Genetic Exceptionalism and the Precautionary Principle

What ELSI is new (article)This commentary in the Genomics Law Report’s ongoing series What ELSI is New? is contributed by Alan E. Dow, Vice President of Intellectual Property and Legal Affairs, Complete Genomics, Inc.

One important issue that must be addressed in the field of genomics and / or personalized medicine is “genetic exceptionalism.”

Genetic exceptionalism is the concept that genetic information is inherently unique and should be treated differently in law than other forms of personal or medical information.

There are several reasons for such special consideration: genetic information can predict disease occurrence in a person and their blood relatives; it uniquely identifies a person; and it can be used to discriminate and stigmatize individuals. While these issues deserve attention and steps should be taken to protect people, over-regulation could limit our ability to investigate how genetic information predicts disease and improve medical outcomes.
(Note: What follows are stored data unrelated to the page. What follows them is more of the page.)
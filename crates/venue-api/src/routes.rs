//! API route definitions

use crate::{handlers, state::AppState};
use axum::{
    Json, Router,
    http::StatusCode,
    routing::{MethodRouter, delete, get, post, put},
};
use serde_json::json;
use std::sync::Arc;
use venue_core::types::{
    Corporate, CronReport, Invoice, Lead, Offer, PromoCode, Record, Restaurant, Store,
    SubscriptionPlan, User,
};

/// Health check routes
pub fn health_routes() -> Router<Arc<AppState>> {
    Router::new()
        .route("/health", get(handlers::health::health_check))
        .route("/ready", get(handlers::health::readiness_check))
}

/// Table routes for one admin page, created with a plain insert
fn record_routes<T: Record>(page: &str) -> Router<Arc<AppState>> {
    record_routes_with::<T>(page, post(handlers::records::create::<T>))
}

/// Table routes for one admin page with a custom create handler
fn record_routes_with<T: Record>(
    page: &str,
    create: MethodRouter<Arc<AppState>>,
) -> Router<Arc<AppState>> {
    use handlers::records;

    Router::new()
        .route(
            &format!("/admin/{page}"),
            get(records::list::<T>).merge(create),
        )
        .route(&format!("/admin/{page}/export"), get(records::export::<T>))
        .route(
            &format!("/admin/{page}/live"),
            get(handlers::live_search::live_search::<T>),
        )
        .route(
            &format!("/admin/{page}/:id"),
            get(records::get::<T>)
                .patch(records::update::<T>)
                .delete(records::remove::<T>),
        )
}

/// Listing, editing and export for every admin page
pub fn table_routes() -> Router<Arc<AppState>> {
    Router::new()
        .merge(record_routes::<User>("users"))
        .merge(record_routes::<Restaurant>("restaurants"))
        .merge(record_routes::<Store>("stores"))
        .merge(record_routes_with::<Corporate>(
            "corporates",
            post(handlers::employees::create_corporate),
        ))
        .merge(record_routes::<PromoCode>("promo-codes"))
        .merge(record_routes::<SubscriptionPlan>("subscriptions"))
        .merge(record_routes::<Offer>("offers"))
        .merge(record_routes::<Invoice>("invoices"))
        .merge(record_routes::<Lead>("leads"))
        .merge(record_routes::<CronReport>("cron-reports"))
}

/// Page-specific admin routes
pub fn admin_routes() -> Router<Arc<AppState>> {
    use handlers::{dashboard, details, employees, spotlight, uploads, users};

    Router::new()
        // Opening hours and facilities
        .route(
            "/admin/restaurants/:id/hours",
            get(details::get_restaurant_hours).put(details::put_restaurant_hours),
        )
        .route(
            "/admin/stores/:id/hours",
            get(details::get_store_hours).put(details::put_store_hours),
        )
        .route(
            "/admin/restaurants/:id/facilities",
            get(details::get_facilities::<Restaurant>).put(details::put_facilities::<Restaurant>),
        )
        .route(
            "/admin/stores/:id/facilities",
            get(details::get_facilities::<Store>).put(details::put_facilities::<Store>),
        )
        // Corporate employees
        .route("/admin/corporates/:id/employees", post(employees::provision))
        .route("/admin/corporates/:id/employees/import", post(employees::import))
        .route("/admin/corporates/:id/employees/single", post(employees::add_one))
        .route(
            "/admin/corporates/:id/employees/:user_id",
            delete(employees::remove),
        )
        // Auth accounts
        .route("/admin/accounts", post(users::create_account))
        .route("/admin/users/:id/account", delete(users::delete_account))
        // Spotlight and hero offers
        .route("/admin/spotlight", get(spotlight::list).post(spotlight::create))
        .route(
            "/admin/spotlight/:id",
            put(spotlight::update).delete(spotlight::delete),
        )
        .route("/admin/home-hero-offers", get(spotlight::home_hero_offers))
        // Dashboard
        .route("/admin/dashboard", get(dashboard::overview))
        .route("/admin/dashboard/export", get(dashboard::export))
        .route(
            "/admin/profile",
            put(dashboard::set_profile).delete(dashboard::clear_profile),
        )
        // Storage
        .route("/admin/uploads/:folder", post(uploads::upload_image))
}

/// Combine all routes into a single router
pub fn build_router() -> Router<Arc<AppState>> {
    Router::new()
        .merge(health_routes())
        .merge(table_routes())
        .merge(admin_routes())
        // Fallback handler for unknown routes
        .fallback(not_found_handler)
}

/// Handle 404 Not Found errors
async fn not_found_handler() -> (StatusCode, Json<serde_json::Value>) {
    (
        StatusCode::NOT_FOUND,
        Json(json!({
            "error": "The requested endpoint does not exist",
            "code": "ROUTE_NOT_FOUND",
            "details": null
        })),
    )
}
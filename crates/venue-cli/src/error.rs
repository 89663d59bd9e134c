//! Error types for the command line tools

use std::path::PathBuf;
use thiserror::Error;
use venue_backend::BackendError;
use venue_sheets::SheetError;

/// Result type alias for CLI operations
pub type Result<T> = std::result::Result<T, CliError>;

/// Errors surfaced by a CLI command
#[derive(Error, Debug)]
pub enum CliError {
    /// Configuration could not be loaded or shown
    #[error("Configuration error: {message}")]
    Configuration {
        /// Error message
        message: String,
    },

    /// Backend or endpoint call failed
    #[error(transparent)]
    Backend(#[from] BackendError),

    /// Spreadsheet could not be read or written
    #[error(transparent)]
    Sheet(#[from] SheetError),

    /// Domain rule rejected the input
    #[error(transparent)]
    Core(#[from] venue_core::Error),

    /// Output file could not be written
    #[error("Failed to write {path}: {source}")]
    Write {
        /// Destination path
        path: PathBuf,
        /// Underlying I/O error
        source: std::io::Error,
    },

    /// Unknown table name on the command line
    #[error("Unknown table: {0}")]
    UnknownTable(String),
}

impl CliError {
    /// Create a configuration error
    pub fn configuration(message: impl Into<String>) -> Self {
        Self::Configuration {
            message: message.into(),
        }
    }
}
Some people appear to equate genetic information and personal identity. For such people, protecting an individual’s genetic information is tantamount to preserving their “respect… as an individual and as a member of the human species and recognizing the importance of ensuring the dignity of the human being” (Convention for the Protection of Human Rights and the Dignity of the Human Being with Regard to the Application of Biology and Medicine: Convention on Human Rights and Biomedicine, 1997). Such a belief can translate into over-regulation.

Opponents of a new technology can fight its introduction by applying the “precautionary principle.” A strong form of the precautionary principle would require that, when “potential adverse affects [of an activity] are not fully understood, the activities should not proceed” (United Nations World Charter for Nature, 1982). The burden then shifts to proponents of the new technology to prove that it will not cause harm. A more nuanced version of the precautionary principle would require “cost-effective measures” in the face of threats of serious or irreversible damage, even where there is a lack of full scientific certainty regarding the threat (e.g., Principle 15 of the Rio Declaration, 1992). What is considered to be “serious damage” or a “cost-effective measure” can appear very different to legislators and those being regulated – as would be appreciated readily, for example, by companies that have sought to introduce genetically-modified crops into Europe since the 1980s.

It would be tragic if genetic exceptionalism led to regulation that denies the public the tremendous benefits of the genomics revolution as a result of misplaced concern for human respect and dignity.